Zidan yang melihat hal tersebut, hanya bisa mengikuti langkah Kinara dengan hati dan otak yang masih dipenuhi seluruhnya oleh sosok Asyifa, serta pertanyaan kemana wanita itu pergi.
Meskipun sudah berada di dalam mobil, tapi ekspresi Zidan masih tetap sama dan malah mengendarai mobilnya dalam diam yang panjang. Membuat Kinara yang sedang duduk disebelahnya, mau tidak mau harus menjadi sedikit kesal.
"Seharusnya tadi kamu menahannya pergi, atau tidak ikut pergi juga bersamanya dan bukannya malah menawarkan diri untuk mengatarku pulang"

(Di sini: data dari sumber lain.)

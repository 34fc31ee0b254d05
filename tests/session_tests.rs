//! Integration tests for the chat session lifecycle
//!
//! Drives a `ChatController` over an in-memory store with a backend whose
//! replies are scripted through channels.

use async_trait::async_trait;
use futures::StreamExt;
use futures::channel::mpsc::{UnboundedReceiver, UnboundedSender, unbounded};
use querypal::backend::{AssistantChunk, BackendError, ChatBackend, ChunkStream};
use querypal::config::ChatConfig;
use querypal::controller::{ChatController, TurnOutcome};
use querypal::session::{ChatSession, Phase, Snapshot};
use querypal::storage::{DurableStore, MemoryStore};
use querypal::types::{Message, MessageId, MessagePart, Role, TransportStatus};
use std::collections::VecDeque;
use std::sync::{Arc, Mutex};
use std::time::Duration;

const KEY: &str = "chat-messages";

type Script = UnboundedSender<Result<AssistantChunk, BackendError>>;

/// Each `stream` call takes the next scripted reply in order.
#[derive(Default)]
struct ScriptedBackend {
    replies: Mutex<VecDeque<UnboundedReceiver<Result<AssistantChunk, BackendError>>>>,
}

impl ScriptedBackend {
    fn script(&self) -> Script {
        let (tx, rx) = unbounded();
        self.replies.lock().unwrap().push_back(rx);
        tx
    }

    /// A reply that is complete before the turn starts.
    fn reply(&self, chunks: Vec<AssistantChunk>) {
        let tx = self.script();
        for chunk in chunks {
            tx.unbounded_send(Ok(chunk)).expect("receiver alive");
        }
    }
}

#[async_trait]
impl ChatBackend for ScriptedBackend {
    async fn stream(&self, _messages: &[Message]) -> Result<ChunkStream, BackendError> {
        let next = self.replies.lock().unwrap().pop_front();
        match next {
            Some(rx) => Ok(rx.boxed()),
            None => Err(BackendError::NotConfigured),
        }
    }
}

fn harness(store: &MemoryStore) -> (ChatController<MemoryStore>, Arc<ScriptedBackend>) {
    let backend = Arc::new(ScriptedBackend::default());
    let session = ChatSession::new(store.clone(), &ChatConfig::default());
    (ChatController::new(session, backend.clone()), backend)
}

fn stored(store: &MemoryStore) -> Snapshot {
    Snapshot::decode(store.get(KEY).expect("store readable").as_deref())
}

fn answer(id: &str, text: &str) -> Vec<AssistantChunk> {
    vec![
        AssistantChunk::Start {
            message_id: Some(id.into()),
        },
        AssistantChunk::TextDelta(text.to_string()),
        AssistantChunk::Finish,
    ]
}

/// Yield until `condition` holds, letting a concurrently joined turn run.
async fn settle(condition: impl Fn() -> bool) {
    for _ in 0..200 {
        if condition() {
            return;
        }
        tokio::task::yield_now().await;
    }
    panic!("condition never held");
}

mod hydration_tests {
    use super::*;

    #[test]
    fn test_hydrate_runs_once() {
        let store = MemoryStore::new();
        let (controller, _) = harness(&store);
        assert_eq!(controller.view().phase, Phase::Uninitialized);

        assert!(controller.hydrate());
        let first = controller.view();
        assert!(!controller.hydrate());
        assert_eq!(controller.view(), first);
        assert_eq!(first.phase, Phase::Active);
    }

    #[test]
    fn test_greeting_inserted_once_across_reloads() {
        let store = MemoryStore::new();
        let (first, _) = harness(&store);
        first.hydrate();
        let greeting = first.view().messages;
        assert_eq!(greeting.len(), 1);
        assert_eq!(greeting[0].role, Role::Assistant);
        assert!(greeting[0].id.as_str().starts_with("welcome-"));

        // A reload reads the stored greeting back instead of adding another.
        let (second, _) = harness(&store);
        second.hydrate();
        assert_eq!(second.view().messages, greeting);
        assert_eq!(stored(&store).messages, greeting);
    }

    #[test]
    fn test_stored_session_is_restored_as_is() {
        let store = MemoryStore::new();
        store.seed(
            KEY,
            r#"{
                "messages": [
                    {"id":"u1","role":"user","parts":[{"type":"text","text":"top customers?"}]},
                    {"id":"a1","role":"assistant","parts":[
                        {"type":"step-start"},
                        {"type":"text","text":"Alice, Bob","state":"done"}
                    ]}
                ],
                "durations": {"a1": 1520.5}
            }"#,
        );
        let (controller, _) = harness(&store);
        controller.hydrate();

        let view = controller.view();
        assert_eq!(view.messages.len(), 2);
        assert_eq!(view.messages[1].text(), "Alice, Bob");
        assert_eq!(view.messages[1].parts[0].kind(), "step-start");
        assert_eq!(view.durations.get(&MessageId::from("a1")), Some(1520.5));
    }

    #[test]
    fn test_unreadable_snapshot_starts_fresh() {
        let store = MemoryStore::new();
        store.seed(KEY, "not json");
        let (controller, _) = harness(&store);
        controller.hydrate();

        let view = controller.view();
        assert_eq!(view.messages.len(), 1);
        assert!(view.durations.is_empty());
        assert_eq!(stored(&store).messages, view.messages);
    }

    #[test]
    fn test_provider_fields_survive_a_resave() {
        let store = MemoryStore::new();
        store.seed(
            KEY,
            r#"{"messages":[{"id":"a1","role":"assistant","parts":[
                {"type":"text","text":"hi","providerMetadata":{"openai":{"itemId":"msg_1"}}}
            ]}],"durations":{}}"#,
        );
        let (controller, _) = harness(&store);
        controller.hydrate();
        controller
            .record_duration(MessageId::from("a1"), 10.0)
            .expect("known message");

        let raw = store.get(KEY).expect("store readable").expect("snapshot saved");
        let saved: serde_json::Value = serde_json::from_str(&raw).expect("valid json");
        assert_eq!(
            saved["messages"][0]["parts"][0]["providerMetadata"]["openai"]["itemId"],
            "msg_1"
        );
        assert_eq!(saved["durations"]["a1"], 10.0);
    }

    #[tokio::test]
    async fn test_reload_leaves_stored_blob_untouched() {
        let store = MemoryStore::new();
        let (first, backend) = harness(&store);
        first.hydrate();
        backend.reply(vec![
            AssistantChunk::Start {
                message_id: Some("a1".into()),
            },
            AssistantChunk::ReasoningDelta("count rows".into()),
            AssistantChunk::TextDelta("There are 42 orders.".into()),
            AssistantChunk::Finish,
        ]);
        first.send("How many orders?").await.expect("send");
        let written = store.get(KEY).expect("store readable");

        let (second, _) = harness(&store);
        second.hydrate();
        assert_eq!(store.get(KEY).expect("store readable"), written);

        let view = second.view();
        assert_eq!(view.messages, first.view().messages);
        assert_eq!(view.durations, first.view().durations);
        let reencoded = Snapshot {
            messages: view.messages,
            durations: view.durations,
        }
        .encode()
        .expect("encodes");
        assert_eq!(Some(reencoded), written);
    }
}

mod streaming_tests {
    use super::*;

    #[tokio::test]
    async fn test_completed_turn_persists_message_and_duration() {
        let store = MemoryStore::new();
        let (controller, backend) = harness(&store);
        controller.hydrate();
        backend.reply(answer("a1", "There are 42 orders."));

        let outcome = controller.send("How many orders?").await.expect("send");
        assert!(matches!(outcome, TurnOutcome::Completed { .. }));

        let snapshot = stored(&store);
        assert_eq!(snapshot.messages.len(), 3);
        assert_eq!(snapshot.messages[1].text(), "How many orders?");
        assert_eq!(snapshot.messages[2].text(), "There are 42 orders.");
        let duration = snapshot
            .durations
            .get(&MessageId::from("a1"))
            .expect("duration stored with the message");
        assert!(duration >= 0.0);
        assert_eq!(controller.status(), TransportStatus::Ready);
    }

    #[tokio::test]
    async fn test_send_while_streaming_is_rejected() {
        let store = MemoryStore::new();
        let (controller, backend) = harness(&store);
        controller.hydrate();
        let tx = backend.script();

        let (outcome, ()) = tokio::join!(controller.send("first"), async {
            tx.unbounded_send(Ok(AssistantChunk::TextDelta("par".into())))
                .unwrap();
            settle(|| controller.status() == TransportStatus::Streaming).await;
            assert!(controller.send("second").await.is_err());
            tx.unbounded_send(Ok(AssistantChunk::Finish)).unwrap();
        });

        assert!(matches!(outcome, Ok(TurnOutcome::Completed { .. })));
        assert_eq!(controller.view().messages.len(), 3);
    }

    #[tokio::test]
    async fn test_stop_keeps_received_parts() {
        let store = MemoryStore::new();
        let (controller, backend) = harness(&store);
        controller.hydrate();
        let tx = backend.script();

        let assistant_parts = || {
            controller
                .view()
                .messages
                .last()
                .filter(|message| message.role == Role::Assistant && !message.parts.is_empty())
                .map(|message| message.parts.len())
        };

        let (outcome, ()) = tokio::join!(controller.send("list categories"), async {
            for text in ["Books", "Games"] {
                tx.unbounded_send(Ok(AssistantChunk::Part(MessagePart::text(text))))
                    .unwrap();
            }
            settle(|| assistant_parts() == Some(2)).await;
            assert!(controller.stop());
            for text in ["Garden", "Toys"] {
                let _ = tx.unbounded_send(Ok(AssistantChunk::Part(MessagePart::text(text))));
            }
        });

        assert_eq!(outcome.expect("send"), TurnOutcome::Stopped);
        let view = controller.view();
        assert_eq!(view.status, TransportStatus::Ready);
        assert_eq!(assistant_parts(), Some(2));
        assert!(view.durations.is_empty());

        let snapshot = stored(&store);
        assert_eq!(snapshot.messages.last().map(|m| m.parts.len()), Some(2));
    }

    #[tokio::test]
    async fn test_backend_error_keeps_partial_output() {
        let store = MemoryStore::new();
        let (controller, backend) = harness(&store);
        controller.hydrate();
        let tx = backend.script();
        tx.unbounded_send(Ok(AssistantChunk::TextDelta("Partial ans".into())))
            .unwrap();
        tx.unbounded_send(Err(BackendError::Stream("upstream timeout".into())))
            .unwrap();

        let outcome = controller.send("revenue by month").await.expect("send");
        assert_eq!(outcome, TurnOutcome::Failed("upstream timeout".into()));

        let view = controller.view();
        assert_eq!(view.status, TransportStatus::Error);
        assert_eq!(view.last_error.as_deref(), Some("upstream timeout"));
        assert_eq!(view.messages[2].text(), "Partial ans");
        assert!(view.durations.is_empty());
        assert_eq!(stored(&store).messages, view.messages);

        // The next turn is allowed after an error.
        backend.reply(answer("a2", "Retry worked."));
        let retry = controller.send("revenue by month").await.expect("send");
        assert!(matches!(retry, TurnOutcome::Completed { .. }));
    }
}

mod reset_tests {
    use super::*;

    #[tokio::test(start_paused = true)]
    async fn test_reset_greets_again_after_delay() {
        let store = MemoryStore::new();
        let (controller, backend) = harness(&store);
        controller.hydrate();
        backend.reply(answer("a1", "Alice"));
        controller.send("top customer?").await.expect("send");
        assert_eq!(stored(&store).durations.len(), 1);

        let pending = controller.reset().expect("reset");
        assert!(controller.view().messages.is_empty());
        assert!(stored(&store).is_empty());

        let waiter = pending.wait();
        tokio::pin!(waiter);
        let early = tokio::time::timeout(Duration::from_millis(50), &mut waiter).await;
        assert!(early.is_err());
        assert!(controller.view().messages.is_empty());

        assert!(waiter.await);
        let view = controller.view();
        assert_eq!(view.messages.len(), 1);
        assert_eq!(view.messages[0].role, Role::Assistant);
        assert!(view.durations.is_empty());

        let snapshot = stored(&store);
        assert_eq!(snapshot.messages, view.messages);
        assert!(snapshot.durations.is_empty());
    }

    #[tokio::test(start_paused = true)]
    async fn test_second_reset_during_delay_greets_once() {
        let store = MemoryStore::new();
        let (controller, _) = harness(&store);
        controller.hydrate();

        let first = controller.reset().expect("reset");
        let second = controller.reset().expect("reset");
        assert!(!first.wait().await);
        assert!(second.wait().await);
        assert_eq!(controller.view().messages.len(), 1);
        assert_eq!(stored(&store).messages.len(), 1);
    }

    #[tokio::test(start_paused = true)]
    async fn test_message_during_delay_suppresses_greeting() {
        let store = MemoryStore::new();
        let (controller, backend) = harness(&store);
        controller.hydrate();

        let pending = controller.reset().expect("reset");
        backend.reply(answer("a1", "Hello again"));
        controller.send("hi").await.expect("send");

        assert!(!pending.wait().await);
        let roles: Vec<Role> = controller.view().messages.iter().map(|m| m.role).collect();
        assert_eq!(roles, vec![Role::User, Role::Assistant]);
    }

    #[tokio::test(start_paused = true)]
    async fn test_reset_during_stream_stops_the_turn() {
        let store = MemoryStore::new();
        let (controller, backend) = harness(&store);
        controller.hydrate();
        let tx = backend.script();

        let (outcome, greeted) = tokio::join!(controller.send("slow question"), async {
            tx.unbounded_send(Ok(AssistantChunk::TextDelta("thinking".into())))
                .unwrap();
            settle(|| controller.status() == TransportStatus::Streaming).await;
            let pending = controller.reset().expect("reset");
            let _ = tx.unbounded_send(Ok(AssistantChunk::TextDelta("late".into())));
            pending.wait().await
        });

        assert_eq!(outcome.expect("send"), TurnOutcome::Stopped);
        assert!(greeted);
        let view = controller.view();
        assert_eq!(view.status, TransportStatus::Ready);
        assert_eq!(view.messages.len(), 1);
        assert!(!view.messages[0].text().contains("late"));
    }
}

"Apa sekarang kamu sedang berbicara padaku, Kinara?" tanya Zidan terlihat bingung karna diajak bicara secara tiba-tiba.
"Kalau bukan mengajakmu bicara, lalu siapa lagi yang bisa aku ajak bicara di dalam mobil milikmu ini? Kita hanya berdua loh"
"Ah, begitu. Tapi aku sepertinya sama sekali tidak bisa mengerti maksud dari ucapanmu barusan. Apa kamu bisa menjelaskannya?"
"Apa kamu sedang bercanda, kamu kan pastinya bisa langsung mengerti ucapanku!" ucap Kinara protes dan terlihat tak percaya dengan jawaban Zidan.
Tapi melihat ekspresi Zidan yang terlihat seperti bersungguh-sungguh tak mengerti maksud ucapan Kinara, membuat wanita itu menjadi bertambah kesal.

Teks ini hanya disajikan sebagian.